The food retail division was the largest revenue contributor, posting S$96.7 million in revenue for the fiscal first half, up 61 percent on-year.

The outlet management division reported revenue in the fiscal first half fell 3.6 percent on-year to S$56.9 million.

The outlet investment division posted fiscal first half revenue fell 10.8 percent on-year to S$3.3 million.

“This was attributable to the decrease in sale of beverages and tobacco products, arising from lower footfall at most of the group’s coffeeshops due to Covid-19 restrictions imposed in view of rising cases.

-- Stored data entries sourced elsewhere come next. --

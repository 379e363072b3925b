//! Pipeline configuration builder: request options + service settings →
//! immutable [`PipelineConfiguration`].
//!
//! A fresh configuration is built for every request and never shared, so
//! options from one request can never leak into another. The builder itself
//! only borrows the settings and holds no mutable state.

use crate::config::ServiceSettings;
use crate::error::ExtractError;
use crate::options::{ExtractionOptions, VlmMode};
use crate::prompts::effective_prompt;
use crate::providers::{self, ProviderError};
use std::fmt;
use tracing::{debug, info, warn};

/// Vision model served locally when the request names none.
pub const DEFAULT_LOCAL_VLM_MODEL: &str = "HuggingFaceTB/SmolVLM-256M-Instruct";

/// Table-structure recognition quality. Fixed to [`TableMode::Accurate`];
/// not a request option.
#[derive(Debug, Clone, Copy, PartialEq, Eq, Default)]
pub enum TableMode {
    Fast,
    #[default]
    Accurate,
}

/// Why picture description is off.
#[derive(Debug, Clone, Copy, PartialEq, Eq)]
pub enum DisabledReason {
    /// The request asked for `vlm_mode = none`.
    NotRequested,
    /// API mode without a resolvable credential.
    MissingCredential,
}

/// Tri-state outcome of VLM resolution.
#[derive(Debug, Clone, PartialEq, Eq)]
pub enum VlmStatus {
    Enabled,
    Disabled(DisabledReason),
    Failed(ProviderError),
}

/// Which VLM (if any) describes pictures for one request.
#[derive(Clone, PartialEq, Eq)]
pub struct VlmResolution {
    pub mode: VlmMode,
    /// Model id sent to the endpoint; empty when the mode is `none`.
    pub effective_model: String,
    pub provider: Option<String>,
    pub api_url: Option<String>,
    /// `Authorization` header value, e.g. `Bearer sk-…`.
    pub auth_header: Option<String>,
    pub prompt: String,
    pub status: VlmStatus,
}

impl VlmResolution {
    pub fn enabled(&self) -> bool {
        self.status == VlmStatus::Enabled
    }
}

impl fmt::Debug for VlmResolution {
    fn fmt(&self, f: &mut fmt::Formatter<'_>) -> fmt::Result {
        f.debug_struct("VlmResolution")
            .field("mode", &self.mode)
            .field("effective_model", &self.effective_model)
            .field("provider", &self.provider)
            .field("api_url", &self.api_url)
            .field("auth_header", &self.auth_header.as_ref().map(|_| "<redacted>"))
            .field("status", &self.status)
            .finish()
    }
}

/// Where picture descriptions come from.
#[derive(Debug, Clone, PartialEq, Eq)]
pub enum PictureDescriptionKind {
    /// Locally hosted model identified by its repository id.
    Local { repo_id: String },
    /// Remote provider from the registry.
    Api { provider: String },
}

/// Picture-description settings handed to the engine.
#[derive(Clone, PartialEq)]
pub struct PictureDescriptionOptions {
    pub kind: PictureDescriptionKind,
    /// Chat-completions endpoint.
    pub url: String,
    pub headers: Vec<(String, String)>,
    pub model: String,
    pub prompt: String,
    /// Minimum fraction of the page a picture must cover to be described.
    /// `0.0` describes every picture regardless of size.
    pub picture_area_threshold: f32,
}

impl fmt::Debug for PictureDescriptionOptions {
    fn fmt(&self, f: &mut fmt::Formatter<'_>) -> fmt::Result {
        let header_names: Vec<&str> = self.headers.iter().map(|(k, _)| k.as_str()).collect();
        f.debug_struct("PictureDescriptionOptions")
            .field("kind", &self.kind)
            .field("url", &self.url)
            .field("headers", &header_names)
            .field("model", &self.model)
            .field("picture_area_threshold", &self.picture_area_threshold)
            .finish()
    }
}

/// Immutable configuration for one conversion.
#[derive(Debug, Clone, PartialEq)]
pub struct PipelineConfiguration {
    pub do_ocr: bool,
    pub do_table_structure: bool,
    pub table_mode: TableMode,
    /// Whether the engine may call out to remote services.
    pub enable_remote_services: bool,
    /// `None` when picture description is disabled.
    pub picture_description: Option<PictureDescriptionOptions>,
    pub vlm: VlmResolution,
}

impl PipelineConfiguration {
    pub fn describes_pictures(&self) -> bool {
        self.picture_description.is_some()
    }
}

/// Builds [`PipelineConfiguration`]s from request options.
#[derive(Debug, Clone, Copy)]
pub struct PipelineBuilder<'a> {
    settings: &'a ServiceSettings,
}

impl<'a> PipelineBuilder<'a> {
    pub fn new(settings: &'a ServiceSettings) -> Self {
        Self { settings }
    }

    /// Resolve the VLM settings for `options`. Never fails: provider errors
    /// are reported as [`VlmStatus::Failed`].
    pub fn resolve_vlm(&self, options: &ExtractionOptions) -> VlmResolution {
        let prompt = effective_prompt(&self.settings.vlm_prompt).to_string();
        let disabled = |reason: DisabledReason| VlmResolution {
            mode: options.vlm_mode,
            effective_model: String::new(),
            provider: None,
            api_url: None,
            auth_header: None,
            prompt: prompt.clone(),
            status: VlmStatus::Disabled(reason),
        };

        match options.vlm_mode {
            VlmMode::None => {
                debug!("VLM mode is none, skipping picture description");
                disabled(DisabledReason::NotRequested)
            }
            VlmMode::Local => {
                let model = options
                    .explicit_model_id()
                    .unwrap_or(DEFAULT_LOCAL_VLM_MODEL)
                    .to_string();
                info!("Local VLM mode: model {} at {}", model, self.settings.vlm_local_url);
                VlmResolution {
                    mode: VlmMode::Local,
                    effective_model: model,
                    provider: None,
                    api_url: Some(self.settings.vlm_local_url.clone()),
                    auth_header: None,
                    prompt,
                    status: VlmStatus::Enabled,
                }
            }
            VlmMode::Api => {
                let provider = self.settings.vlm_api_provider.trim().to_ascii_lowercase();
                let Some(api_key) = self.settings.vlm_credential() else {
                    warn!(
                        "VLM API mode requested but VLM_API_KEY/OPENAI_API_KEY is not set. Skipping image description."
                    );
                    return VlmResolution {
                        provider: Some(provider),
                        ..disabled(DisabledReason::MissingCredential)
                    };
                };

                let resolved = match providers::resolve_provider(
                    &provider,
                    self.settings.vlm_api_base_url.as_deref(),
                ) {
                    Ok(resolved) => resolved,
                    Err(e) => {
                        return VlmResolution {
                            mode: VlmMode::Api,
                            effective_model: String::new(),
                            provider: Some(provider),
                            api_url: None,
                            auth_header: None,
                            prompt,
                            status: VlmStatus::Failed(e),
                        }
                    }
                };

                let model = match options.explicit_model_id() {
                    Some(id) => id.to_string(),
                    None => {
                        info!(
                            "Using default model for {}: {}",
                            resolved.provider, resolved.default_model
                        );
                        resolved.default_model.clone()
                    }
                };
                info!("Using {} VLM provider at: {}", resolved.provider, resolved.base_url);

                VlmResolution {
                    mode: VlmMode::Api,
                    effective_model: model,
                    provider: Some(resolved.provider),
                    api_url: Some(resolved.base_url),
                    auth_header: Some(format!("Bearer {api_key}")),
                    prompt,
                    status: VlmStatus::Enabled,
                }
            }
        }
    }

    /// Build the configuration for one request.
    ///
    /// # Errors
    /// [`ExtractError::Provider`] when API mode has a credential but the
    /// provider cannot be resolved to an endpoint. A missing credential is
    /// not an error.
    pub fn build(&self, options: &ExtractionOptions) -> Result<PipelineConfiguration, ExtractError> {
        debug!(
            "Building pipeline: ocr={}, tables={}, vlm_mode={}, vlm_model_id={:?}",
            options.ocr_enabled, options.table_extraction_enabled, options.vlm_mode, options.vlm_model_id
        );

        let vlm = self.resolve_vlm(options);
        if let VlmStatus::Failed(ref e) = vlm.status {
            return Err(ExtractError::Provider(e.clone()));
        }

        let picture_description = match (&vlm.status, &vlm.api_url) {
            (VlmStatus::Enabled, Some(url)) => {
                let kind = match (vlm.mode, &vlm.provider) {
                    (VlmMode::Api, Some(provider)) => PictureDescriptionKind::Api {
                        provider: provider.clone(),
                    },
                    _ => PictureDescriptionKind::Local {
                        repo_id: vlm.effective_model.clone(),
                    },
                };
                let headers = vlm
                    .auth_header
                    .as_ref()
                    .map(|h| vec![("Authorization".to_string(), h.clone())])
                    .unwrap_or_default();
                Some(PictureDescriptionOptions {
                    kind,
                    url: url.clone(),
                    headers,
                    model: vlm.effective_model.clone(),
                    prompt: vlm.prompt.clone(),
                    picture_area_threshold: 0.0,
                })
            }
            _ => None,
        };

        let enable_remote_services = matches!(
            picture_description,
            Some(PictureDescriptionOptions {
                kind: PictureDescriptionKind::Api { .. },
                ..
            })
        );

        Ok(PipelineConfiguration {
            do_ocr: options.ocr_enabled,
            do_table_structure: options.table_extraction_enabled,
            table_mode: TableMode::Accurate,
            enable_remote_services,
            picture_description,
            vlm,
        })
    }
}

The group only allowed a group of up to two to dine in as it was relatively challenging to enhance vaccine differentiated controls in coffeeshop setting,” Kimly said.

Selling and distribution expenses for the six-month period more than doubled to S$10.47 million, from S$4.80 million in the year-ago period, mainly on higher online food delivery fees and packing materials expenses related to the Tenderfresh business, Kimly said.

Kimly proposed an interim dividend of 0.56 Singapore cent, unchanged on-year.

Outlook

Kimly issued a cautious outlook.

“The operating environment in the Food and Beverages (F&B) industry is expected to remain challenging as the local F&B players are facing mounting operating cost pressures brought by the ongoing manpower crunch due to tightening of foreign manpower policy and rising costs of raw materials, rental and utilities. Intensifying competition has also further exacerbated the situation,” Kimly said.

Kimly added it expected lower footfall at its coffeeshops as they are mainly located in Singapore’s heartlands areas, while employees are likely to begin returning to workplaces, with work-from-home no longer the default as Covid-related restrictions are eased.